(Stored data entries)
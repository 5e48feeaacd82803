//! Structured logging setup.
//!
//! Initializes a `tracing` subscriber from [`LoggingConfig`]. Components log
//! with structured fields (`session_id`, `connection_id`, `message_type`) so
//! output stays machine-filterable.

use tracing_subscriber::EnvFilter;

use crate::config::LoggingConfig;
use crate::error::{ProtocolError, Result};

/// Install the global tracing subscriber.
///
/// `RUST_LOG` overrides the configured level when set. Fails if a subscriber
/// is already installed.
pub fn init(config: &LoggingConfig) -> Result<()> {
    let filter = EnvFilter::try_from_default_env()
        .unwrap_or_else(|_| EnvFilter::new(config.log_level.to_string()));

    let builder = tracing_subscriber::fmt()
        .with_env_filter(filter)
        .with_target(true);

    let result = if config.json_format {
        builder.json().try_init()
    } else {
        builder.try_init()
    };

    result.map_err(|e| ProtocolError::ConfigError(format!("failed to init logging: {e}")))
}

## Activity
Looking through the data above, count the lines that include the string "builder" and give only the count.

## Solution to the exercise
3